I moonlighted (is that the correct past tense?) on Advent Sunday by singing an Advent carol service at another local church whose organist is leaving at the end of the month. The choir was expanded with several singers who’ve joined for big services over the years, and drew on repertoire that the choir had toured Tuscany with in the summer, themed around the Church year. So the emphasis in the service was on Advent Sunday as the Church’s ‘New Year’s Day’, with carefully chosen Bible readings.

I don’t think I’ve ever sung a service with so many anthems in. As well as some standards and favourites of this particular choir, there were a couple that were new to me: Victoria’s Pueri Hebraeorum and Gabrieli’s Hodie completi sunt. Despite this, we put the service together on one big rehearsal (with another optional one earlier) and it was well received.

Posted in singing at services | Tagged , , , | Leave a comment

seasonal music at the ballet

Thanks to my bank, my daughter and I enjoyed a night out at the Northern Ballet Theatre’s production of Beauty and the Beast.

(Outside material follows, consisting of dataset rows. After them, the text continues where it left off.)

//! # Bot Configuration Module
//!
//! Runtime settings read from the environment (after `.env` is loaded) and
//! the shared, read-only settings every session controller receives.

use anyhow::{anyhow, Result};
use std::env;

use crate::localization::{LocalizationManager, DEFAULT_LANGUAGE};

// Stickers sent after informational, success and error messages
pub const DEFAULT_STICKER: &str =
    "CAACAgIAAxkBAAEqU8Jl-HhpoWXxfiwy439knRHEdHgG7QACDhoAApyb-Ustq5zGUsoOaTQE";
pub const SUCCESS_STICKER: &str =
    "CAACAgIAAxkBAAEqU8xl-Hw_YNQEca-F6IplBmV_C3PJjQACwhQAArP70Eg4qTcl7eNzqjQE";
pub const ERROR_STICKER: &str =
    "CAACAgIAAxkBAAEqVRxl-KC-oFK7Rf00qdTw_DGN4DChoAACchcAAoL78Et6TFFCJ0bHwjQE";

/// Which sticker accompanies a message
#[derive(Debug, Clone, Copy, PartialEq, Eq)]
pub enum StickerKind {
    Default,
    Success,
    Error,
}

/// Sticker file ids; `None` disables the sticker
#[derive(Debug, Clone, PartialEq, Eq)]
pub struct StickerSet {
    pub default: Option<String>,
    pub success: Option<String>,
    pub error: Option<String>,
}

impl Default for StickerSet {
    fn default() -> Self {
        Self {
            default: Some(DEFAULT_STICKER.to_string()),
            success: Some(SUCCESS_STICKER.to_string()),
            error: Some(ERROR_STICKER.to_string()),
        }
    }
}

impl StickerSet {
    /// No stickers at all
    pub fn disabled() -> Self {
        Self {
            default: None,
            success: None,
            error: None,
        }
    }

    pub fn get(&self, kind: StickerKind) -> Option<&str> {
        match kind {
            StickerKind::Default => self.default.as_deref(),
            StickerKind::Success => self.success.as_deref(),
            StickerKind::Error => self.error.as_deref(),
        }
    }
}

/// Process configuration
#[derive(Debug, Clone)]
pub struct BotConfig {
    /// Telegram bot token
    pub token: String,
    /// Language of user-facing messages
    pub language: String,
    /// Override for the capability summary
    pub description: Option<String>,
    pub stickers: StickerSet,
    /// Emit logs as JSON lines
    pub json_logs: bool,
}

impl BotConfig {
    /// Read the configuration from process environment variables
    pub fn from_env() -> Result<Self> {
        Self::from_lookup(|key| env::var(key).ok())
    }

    /// Read the configuration through an arbitrary variable lookup
    pub fn from_lookup<F>(lookup: F) -> Result<Self>
    where
        F: Fn(&str) -> Option<String>,
    {
        let token = lookup("TELEGRAM_BOT_TOKEN")
            .filter(|token| !token.trim().is_empty())
            .ok_or_else(|| anyhow!("TELEGRAM_BOT_TOKEN must be set"))?;

        // Unset keeps the default sticker, an empty value disables it
        let sticker = |key: &str, default: &str| match lookup(key) {
            Some(value) if value.trim().is_empty() => None,
            Some(value) => Some(value),
            None => Some(default.to_string()),
        };

        Ok(Self {
            token,
            language: lookup("BOT_LOCALE").unwrap_or_else(|| DEFAULT_LANGUAGE.to_string()),
            description: lookup("BOT_DESCRIPTION").filter(|text| !text.trim().is_empty()),
            stickers: StickerSet {
                default: sticker("STICKER_DEFAULT", DEFAULT_STICKER),
                success: sticker("STICKER_SUCCESS", SUCCESS_STICKER),
                error: sticker("STICKER_ERROR", ERROR_STICKER),
            },
            json_logs: lookup("LOG_FORMAT").is_some_and(|format| format.eq_ignore_ascii_case("json")),
        })
    }
}

/// Read-only settings shared by every session
#[derive(Debug)]
pub struct BotSettings {
    localization: LocalizationManager,
    language: String,
    description: String,
    stickers: StickerSet,
}

impl BotSettings {
    pub fn new(language: &str, description: Option<String>, stickers: StickerSet) -> Result<Self> {
        let localization = LocalizationManager::new()?;
        let language = if localization.supports(language) {
            language.to_string()
        } else {
            tracing::warn!(language, "Unsupported language, falling back to default");
            DEFAULT_LANGUAGE.to_string()
        };
        let description = description
            .unwrap_or_else(|| localization.get_message_in_language("bot-description", &language, None));

        Ok(Self {
            localization,
            language,
            description,
            stickers,
        })
    }

    pub fn from_config(config: &BotConfig) -> Result<Self> {
        Self::new(&config.language, config.description.clone(), config.stickers.clone())
    }

    /// Localized message
    pub fn text(&self, key: &str) -> String {
        self.localization.get_message_in_language(key, &self.language, None)
    }

    /// Localized message with arguments
    pub fn text_args(&self, key: &str, args: &[(&str, &str)]) -> String {
        self.localization.get_message_with_args(key, &self.language, args)
    }

    /// Capability summary sent for `/help` and unexpected input
    pub fn description(&self) -> &str {
        &self.description
    }

    pub fn sticker(&self, kind: StickerKind) -> Option<&str> {
        self.stickers.get(kind)
    }

    pub fn language(&self) -> &str {
        &self.language
    }
}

It was the first time I’d been to the ballet for many years, and rather than one of the standards, we saw a recently created ballet with a score made out of existing music, mostly played live and complementing the action well. There was the diversion of identifying the pieces without having previously looked them up in the programme. They were mostly French, including Saint-Saëns’ Danse Macabre and, more strikingly, part of Poulenc’s Organ Concerto. Something that totally floored me was extracts from The Seasons by Glazunov. Vivaldi is the only composer really to have nailed this theme. Others who’ve had a go include Tchaikovsky and Haydn, but the results aren’t among their greatest works.

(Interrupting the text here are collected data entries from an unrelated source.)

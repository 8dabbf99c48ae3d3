//! # JSON Codec
//!
//! A registry JSON file is one object with two keys: `russian_naming` holds
//! the header translation row and `wifis` holds the records. Output is
//! pretty-printed with non-ASCII text left unescaped; keys are matched
//! case-insensitively on read.

use serde::Serialize;
use serde_json::{Map, Value};
use tracing::debug;

use crate::codec::WifiCodec;
use crate::wifi_errors::WifiError;
use crate::wifi_list::WifiList;
use crate::wifi_model::{HeaderTranslationRow, WifiRecord};

/// Key of the header translation row
pub const HEADERS_KEY: &str = "russian_naming";
/// Key of the record array
pub const RECORDS_KEY: &str = "wifis";

#[derive(Serialize)]
struct WifiListDocument<'a> {
    russian_naming: &'a HeaderTranslationRow,
    wifis: &'a [WifiRecord],
}

fn lookup_key<'a>(object: &'a Map<String, Value>, key: &'static str) -> Result<&'a Value, WifiError> {
    object
        .iter()
        .find(|(candidate, _)| candidate.eq_ignore_ascii_case(key))
        .map(|(_, value)| value)
        .filter(|value| !value.is_null())
        .ok_or(WifiError::MissingKey(key))
}

/// JSON reader and writer for [`WifiList`]
#[derive(Debug, Clone, Copy, Default)]
pub struct JsonProcessing;

impl WifiCodec for JsonProcessing {
    fn read(&self, bytes: &[u8]) -> Result<WifiList, WifiError> {
        let document: Value = serde_json::from_slice(bytes)?;
        let root = document
            .as_object()
            .ok_or_else(|| WifiError::Shape("top level is not an object".to_string()))?;

        let headers = lookup_key(root, HEADERS_KEY)?
            .as_object()
            .ok_or_else(|| WifiError::Shape(format!("`{HEADERS_KEY}` is not an object")))?;
        HeaderTranslationRow::validate_json(headers)?;

        let records = lookup_key(root, RECORDS_KEY)?
            .as_array()
            .ok_or_else(|| WifiError::Shape(format!("`{RECORDS_KEY}` is not an array")))?;

        let wifis = records
            .iter()
            .enumerate()
            .map(|(index, value)| {
                value
                    .as_object()
                    .ok_or_else(|| WifiError::Shape("record is not an object".to_string()))
                    .and_then(WifiRecord::from_json_object)
                    .map_err(|e| e.at_row(index + 1))
            })
            .collect::<Result<Vec<_>, _>>()?;

        debug!(records = wifis.len(), "JSON registry parsed");
        Ok(WifiList::new(wifis))
    }

    fn write(&self, list: &WifiList) -> Result<Vec<u8>, WifiError> {
        let document = WifiListDocument {
            russian_naming: list.headers(),
            wifis: list.wifis(),
        };
        Ok(serde_json::to_vec_pretty(&document)?)
    }
}

#[cfg(test)]
mod tests {
    use super::*;
    use serde_json::json;

    fn record_json(id: i64, park: &str) -> Value {
        json!({
            "id": id,
            "global_id": format!("g{id}"),
            "name": format!("Точка {id}"),
            "admArea": "ЦАО",
            "district": "Якиманка",
            "parkName": park,
            "wifiName": "Moscow_WiFi_Free",
            "coverageArea": 50,
            "functionFlag": "действует",
            "accessFlag": "открытая",
            "password": "",
            "Longitude_WGS84": 37.6,
            "Latitude_WGS84": 55.7,
            "geodata_center": "",
            "geoarea": ""
        })
    }

    fn document(records: Vec<Value>) -> Vec<u8> {
        let value = json!({
            "russian_naming": serde_json::to_value(HeaderTranslationRow).unwrap(),
            "wifis": records,
        });
        serde_json::to_vec(&value).unwrap()
    }

    #[test]
    fn test_read_document() {
        let bytes = document(vec![record_json(1, "Сокольники"), record_json(2, "Парк Горького")]);
        let list = JsonProcessing.read(&bytes).unwrap();
        assert_eq!(list.len(), 2);
        assert_eq!(list.wifis()[1].park_name, "Парк Горького");
    }

    #[test]
    fn test_read_top_level_keys_ignore_case() {
        let value = json!({
            "Russian_Naming": serde_json::to_value(HeaderTranslationRow).unwrap(),
            "WIFIS": [record_json(1, "p")],
        });
        let list = JsonProcessing.read(value.to_string().as_bytes()).unwrap();
        assert_eq!(list.len(), 1);
    }

    #[test]
    fn test_read_rejects_record_with_missing_field() {
        let mut broken = record_json(2, "p");
        broken.as_object_mut().unwrap().remove("district");
        let bytes = document(vec![record_json(1, "p"), broken]);
        let err = JsonProcessing.read(&bytes).unwrap_err();
        assert_eq!(err.to_string(), "row 2: field `district` is missing or null");
    }

    #[test]
    fn test_read_rejects_bad_shapes() {
        assert!(matches!(
            JsonProcessing.read(b"[]"),
            Err(WifiError::Shape(_))
        ));
        assert!(matches!(
            JsonProcessing.read(b"{\"wifis\": []}"),
            Err(WifiError::MissingKey(HEADERS_KEY))
        ));
        assert!(matches!(JsonProcessing.read(b"{not json"), Err(WifiError::Json(_))));
    }

    #[test]
    fn test_write_is_pretty_and_unescaped() {
        let bytes = document(vec![record_json(1, "Парк Горького")]);
        let list = JsonProcessing.read(&bytes).unwrap();
        let written = String::from_utf8(JsonProcessing.write(&list).unwrap()).unwrap();

        assert!(written.starts_with("{\n  \"russian_naming\": {\n    \"id\": \"Код\""));
        assert!(written.contains("\"parkName\": \"Парк Горького\""));
        assert!(written.contains("\"Longitude_WGS84\": 37.6"));
        assert!(!written.contains("\\u"));

        assert_eq!(JsonProcessing.read(written.as_bytes()).unwrap(), list);
        // Deterministic output
        assert_eq!(JsonProcessing.write(&list).unwrap(), written.into_bytes());
    }

    #[test]
    fn test_coordinates_survive_write_and_read() {
        let bytes = document(vec![record_json(1, "p")]);
        let mut list = JsonProcessing.read(&bytes).unwrap();
        let mut wifis = list.wifis().to_vec();
        // Full-precision values that need an exact decimal parse
        wifis[0].longitude = 37.782575101315956;
        wifis[0].latitude = 55.044744229869615;
        list = WifiList::new(wifis);

        let read = JsonProcessing.read(&JsonProcessing.write(&list).unwrap()).unwrap();
        assert_eq!(read.wifis()[0].longitude.to_bits(), 37.782575101315956f64.to_bits());
        assert_eq!(read.wifis()[0].latitude.to_bits(), 55.044744229869615f64.to_bits());
        assert_eq!(read, list);
    }
}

Posted in category-defying | Tagged , , , , | Leave a comment

Mozartfest 2012 (3): what others in the family heard

Here’s a quick run-down of what other family members went to in the Bath Mozartfest 2012.

My husband went to a lunchtime recital by Gautier Capuçon (cello) and Gabriela Montero. As well as works by Beethoven and Schumann, this included a rarity, the sonata in A minor by Grieg which was well worth listening to.

The Sitkovetsky Piano Trio returned on the Wednesday evening, playing Mozart, Brahms and Beethoven (the Archduke trio). As before, he was especially impressed with their pianist, Wu Qian. Review here.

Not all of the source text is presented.